RECORDS TO PROCESS:
• • • • • • •

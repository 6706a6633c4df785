//! crates/exam_forge_core/src/request.rs
//!
//! Builds backend-independent inference requests: an ordered list of content
//! fragments plus, for exam generation, the JSON schema the answer must follow.

use serde_json::{json, Value};

use crate::domain::{ExamConfig, QuestionType, Resource};
use crate::ports::{PortError, PortResult};

pub const EXAM_SCHEMA_NAME: &str = "practice_exam";

pub const ANALYSIS_INSTRUCTION: &str =
    "Briefly analyze this study material. Summarize key concepts and identify possible exam topics. Be concise.";

/// One piece of request content, in the order the backend should read it.
#[derive(Debug, Clone, PartialEq, Eq)]
pub enum ContentFragment {
    /// Base64 payload with its media type.
    InlineData { mime_type: String, data: String },
    Text(String),
}

impl ContentFragment {
    /// The payload as a `data:` URL, for backends that take binary content by URL.
    pub fn data_url(&self) -> Option<String> {
        match self {
            ContentFragment::InlineData { mime_type, data } => {
                Some(format!("data:{};base64,{}", mime_type, data))
            }
            ContentFragment::Text(_) => None,
        }
    }
}

#[derive(Debug, Clone)]
pub struct InferenceRequest {
    pub fragments: Vec<ContentFragment>,
    /// Present only when a structured JSON answer is required.
    pub output_schema: Option<Value>,
}

/// Fragments for one resource: inline data followed by a label for binary
/// content, a single labelled text fragment otherwise.
pub fn resource_fragments(resource: &Resource) -> Vec<ContentFragment> {
    if resource.is_binary {
        vec![
            ContentFragment::InlineData {
                mime_type: resource.mime_type.clone(),
                data: resource.content.clone(),
            },
            ContentFragment::Text(format!(
                "Context Material (File: {}, Category: {})",
                resource.name, resource.category
            )),
        ]
    } else {
        vec![ContentFragment::Text(format!(
            "Context Material [{}]: {}\nContent:\n{}",
            resource.category, resource.name, resource.content
        ))]
    }
}

pub fn build_exam_request(resources: &[Resource], config: &ExamConfig) -> PortResult<InferenceRequest> {
    if resources.is_empty() {
        return Err(PortError::InvalidInput(
            "Please add at least one resource!".to_string(),
        ));
    }

    let mut fragments: Vec<ContentFragment> =
        resources.iter().flat_map(resource_fragments).collect();
    fragments.push(ContentFragment::Text(exam_instructions(config)));

    Ok(InferenceRequest {
        fragments,
        output_schema: Some(exam_output_schema()),
    })
}

pub fn build_analysis_request(resource: &Resource) -> InferenceRequest {
    let mut fragments = resource_fragments(resource);
    fragments.push(ContentFragment::Text(ANALYSIS_INSTRUCTION.to_string()));
    InferenceRequest {
        fragments,
        output_schema: None,
    }
}

pub fn exam_instructions(config: &ExamConfig) -> String {
    let focus = config.focus_topics.trim();
    let focus = if focus.is_empty() { "Comprehensive" } else { focus };

    format!(
        r#"You are an elite academic board examiner. Generate a comprehensive practice exam based strictly on the provided resources.

Difficulty: {difficulty}
Questions: {count}
Focus: {focus}

CRITICAL INSTRUCTIONS:
1. Cross-reference 'TEXTBOOK' facts with 'SPECIFICATION' standards.
2. Emulate 'SAMPLE' phrasing/structure.
3. MANDATORY: Include a diverse mix of the following question types:
   - multiple_choice: Standard 4-option questions. Provide 'options'.
   - true_false: Questions where the answer is either True or False. Provide 'options'.
   - fill_blank: A sentence with one or more underscores representing missing terms.
   - matching: Two columns of items to be paired. Provide 'matchingPairs'.
   - ordering: A list of items that must be placed in a specific logical sequence (chronological, process steps, size, etc.). Provide 'orderedItems' in the CORRECT sequence.
   - short_answer: Concise written responses.
   - essay: Long-form analysis.
4. Provide detailed 'explanation' and 'correctAnswer' for every question.
5. Output valid JSON matching the schema precisely."#,
        difficulty = config.difficulty,
        count = config.question_count.get(),
        focus = focus,
    )
}

/// JSON schema of the exam object the backend must return.
pub fn exam_output_schema() -> Value {
    let question_types: Vec<&str> = QuestionType::ALL.iter().map(|t| t.as_str()).collect();

    json!({
        "type": "object",
        "properties": {
            "id": { "type": "string" },
            "title": { "type": "string" },
            "description": { "type": "string" },
            "durationMinutes": { "type": "number" },
            "totalMarks": { "type": "number" },
            "questions": {
                "type": "array",
                "minItems": 1,
                "items": {
                    "type": "object",
                    "properties": {
                        "id": { "type": "string" },
                        "text": { "type": "string" },
                        "type": { "type": "string", "enum": question_types },
                        "options": { "type": "array", "items": { "type": "string" } },
                        "matchingPairs": {
                            "type": "array",
                            "items": {
                                "type": "object",
                                "properties": {
                                    "left": { "type": "string" },
                                    "right": { "type": "string" }
                                },
                                "required": ["left", "right"]
                            }
                        },
                        "orderedItems": { "type": "array", "items": { "type": "string" } },
                        "correctAnswer": { "type": "string" },
                        "explanation": { "type": "string" },
                        "marks": { "type": "number" },
                        "sourceReference": { "type": "string" }
                    },
                    "required": ["id", "text", "type", "correctAnswer", "marks"]
                }
            }
        },
        "required": ["id", "title", "description", "questions", "totalMarks"]
    })
}

#[cfg(test)]
mod tests {
    use super::*;
    use crate::domain::{Difficulty, QuestionCount, ResourceCategory};
    use uuid::Uuid;

    fn text_resource(category: ResourceCategory, name: &str, content: &str) -> Resource {
        Resource {
            id: Uuid::new_v4(),
            category,
            content: content.to_string(),
            mime_type: "text/plain".to_string(),
            name: name.to_string(),
            is_binary: false,
        }
    }

    fn image_resource() -> Resource {
        Resource {
            id: Uuid::new_v4(),
            category: ResourceCategory::Sample,
            content: "iVBORw0KGgo=".to_string(),
            mime_type: "image/png".to_string(),
            name: "page1.png".to_string(),
            is_binary: true,
        }
    }

    #[test]
    fn binary_resource_emits_inline_data_then_label() {
        let fragments = resource_fragments(&image_resource());
        assert_eq!(
            fragments,
            vec![
                ContentFragment::InlineData {
                    mime_type: "image/png".to_string(),
                    data: "iVBORw0KGgo=".to_string(),
                },
                ContentFragment::Text("Context Material (File: page1.png, Category: SAMPLE)".to_string()),
            ]
        );
        assert_eq!(
            fragments[0].data_url().as_deref(),
            Some("data:image/png;base64,iVBORw0KGgo=")
        );
    }

    #[test]
    fn text_resource_embeds_category_name_and_content() {
        let fragments = resource_fragments(&text_resource(ResourceCategory::Textbook, "Ch 1", "Cells divide."));
        assert_eq!(
            fragments,
            vec![ContentFragment::Text(
                "Context Material [TEXTBOOK]: Ch 1\nContent:\nCells divide.".to_string()
            )]
        );
    }

    #[test]
    fn exam_request_keeps_resource_order_and_ends_with_instructions() {
        let resources = vec![
            text_resource(ResourceCategory::Specification, "Spec", "Know mitosis."),
            image_resource(),
        ];
        let config = ExamConfig {
            question_count: QuestionCount::new(15).unwrap(),
            difficulty: Difficulty::Hard,
            focus_topics: String::new(),
        };

        let request = build_exam_request(&resources, &config).unwrap();

        assert_eq!(request.fragments.len(), 4);
        assert!(matches!(&request.fragments[0], ContentFragment::Text(t) if t.contains("[SPECIFICATION]")));
        assert!(matches!(&request.fragments[1], ContentFragment::InlineData { .. }));
        let ContentFragment::Text(instructions) = &request.fragments[3] else {
            panic!("last fragment should be the instructions");
        };
        assert!(instructions.contains("Difficulty: Hard"));
        assert!(instructions.contains("Questions: 15"));
        assert!(instructions.contains("Focus: Comprehensive"));
        assert!(request.output_schema.is_some());
    }

    #[test]
    fn exam_request_rejects_empty_resources() {
        let result = build_exam_request(&[], &ExamConfig::default());
        assert!(matches!(result, Err(PortError::InvalidInput(_))));
    }

    #[test]
    fn schema_lists_every_question_type() {
        let schema = exam_output_schema();
        let types = &schema["properties"]["questions"]["items"]["properties"]["type"]["enum"];
        assert_eq!(types.as_array().map(Vec::len), Some(7));
    }

    #[test]
    fn schema_leaves_duration_optional() {
        let schema = exam_output_schema();
        let required: Vec<&str> = schema["required"]
            .as_array()
            .unwrap()
            .iter()
            .filter_map(Value::as_str)
            .collect();
        assert_eq!(required, ["id", "title", "description", "questions", "totalMarks"]);
        assert!(schema["properties"]["durationMinutes"].is_object());
    }

    #[test]
    fn analysis_request_has_no_schema() {
        let request = build_analysis_request(&image_resource());
        assert!(request.output_schema.is_none());
        assert_eq!(
            request.fragments.last(),
            Some(&ContentFragment::Text(ANALYSIS_INSTRUCTION.to_string()))
        );
    }
}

• • • • • • •

PROBLEM REQUIREMENTS:
Your answer should be every line from the material above in which the word "contains" appears.

FINAL ANSWER:
        assert!(matches!(&request.fragments[0], ContentFragment::Text(t) if t.contains("[SPECIFICATION]")));
        assert!(instructions.contains("Difficulty: Hard"));
        assert!(instructions.contains("Questions: 15"));
        assert!(instructions.contains("Focus: Comprehensive"));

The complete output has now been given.